mod common;

use std::io::Write;
use std::process::Command;

use common::RafflerProcess;
use serde_json::{Value, json};

fn raffler(args: &[&str]) -> std::process::Output {
    Command::new(env!("CARGO_BIN_EXE_raffler"))
        .arg("--quiet")
        .args(args)
        .env_remove("RAFFLER_CONFIG")
        .env_remove("RAFFLER_DATA_DIR")
        .output()
        .expect("failed to run raffler")
}

#[tokio::test(flavor = "multi_thread")]
async fn stdin_session_drives_a_giveaway() {
    let mut proc = RafflerProcess::spawn(&["--store", "memory"]);

    let created = proc
        .request(&json!({
            "op": "create",
            "prize": "sticker pack",
            "winners": 1,
            "duration": "1h",
            "organizer": "org",
        }))
        .await;
    assert_eq!(created["ok"], true, "{created}");
    let id = created["id"].as_str().unwrap().to_string();

    let joined = proc
        .request(&json!({ "op": "join", "id": id, "actor": "amy" }))
        .await;
    assert_eq!(joined["membership"], "joined");

    let status = proc.request(&json!({ "op": "status", "id": id })).await;
    assert_eq!(status["entity"]["prize"], "sticker pack");
    assert_eq!(status["entity"]["participants"], json!(["amy"]));

    let cancelled = proc
        .request(&json!({ "op": "cancel", "id": id, "actor": "org" }))
        .await;
    assert_eq!(cancelled["cancelled"], true);

    let gone = proc
        .request(&json!({ "op": "join", "id": id, "actor": "bob" }))
        .await;
    assert_eq!(gone["error"], "not_found");

    let status = proc.shutdown().await;
    assert!(status.success(), "exit status {status:?}");
}

#[tokio::test(flavor = "multi_thread")]
async fn file_store_rows_are_listed_after_shutdown() {
    let dir = tempfile::tempdir().unwrap();
    let data_dir = dir.path().to_str().unwrap();

    let mut proc = RafflerProcess::spawn(&["--store", "file", "--data-dir", data_dir]);
    let created = proc
        .request(&json!({
            "op": "create",
            "prize": "keyboard",
            "winners": 2,
            "phases": 2,
            "duration": "2h",
            "organizer": "org",
            "participants": ["a", "b", "c"],
        }))
        .await;
    assert_eq!(created["ok"], true, "{created}");
    assert!(proc.shutdown().await.success());

    let out = raffler(&["list", "--data-dir", data_dir, "--format", "json"]);
    assert!(out.status.success());
    let listing: Value = serde_json::from_slice(&out.stdout).unwrap();
    let entities = listing["entities"].as_array().unwrap();
    assert_eq!(entities.len(), 1);
    assert_eq!(entities[0]["id"], created["id"]);
    assert_eq!(entities[0]["total_phases"], 2);
    assert_eq!(listing["corrupt"], json!([]));
}

#[test]
fn draw_is_reproducible_with_a_seed() {
    let args = [
        "draw", "-e", "amy", "-e", "bob=5", "-e", "cy", "--winners", "2", "--seed", "42",
        "--format", "json",
    ];
    let first = raffler(&args);
    let second = raffler(&args);
    assert!(first.status.success());
    assert_eq!(first.stdout, second.stdout);

    let winners: Vec<String> = serde_json::from_slice(&first.stdout).unwrap();
    assert_eq!(winners.len(), 2);
}

#[test]
fn validate_reports_bad_config_with_exit_code() {
    let mut file = tempfile::NamedTempFile::new().unwrap();
    writeln!(file, "scheduler:\n  max_ticket_weight: 0").unwrap();

    let out = raffler(&["validate", file.path().to_str().unwrap()]);
    assert_eq!(out.status.code(), Some(2));
    let stdout = String::from_utf8_lossy(&out.stdout);
    assert!(stdout.contains("FAILED"), "{stdout}");
}

#[test]
fn version_prints_package_name() {
    let out = raffler(&["version", "--format", "json"]);
    assert!(out.status.success());
    let info: Value = serde_json::from_slice(&out.stdout).unwrap();
    assert_eq!(info["name"], "raffler");
}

****************

What to produce: Scan the entries above for the word "request". Report the lines that hold it.

Reply to the task:
        .request(&json!({
        .request(&json!({ "op": "join", "id": id, "actor": "amy" }))
    let status = proc.request(&json!({ "op": "status", "id": id })).await;
        .request(&json!({ "op": "cancel", "id": id, "actor": "org" }))
        .request(&json!({ "op": "join", "id": id, "actor": "bob" }))
        .request(&json!({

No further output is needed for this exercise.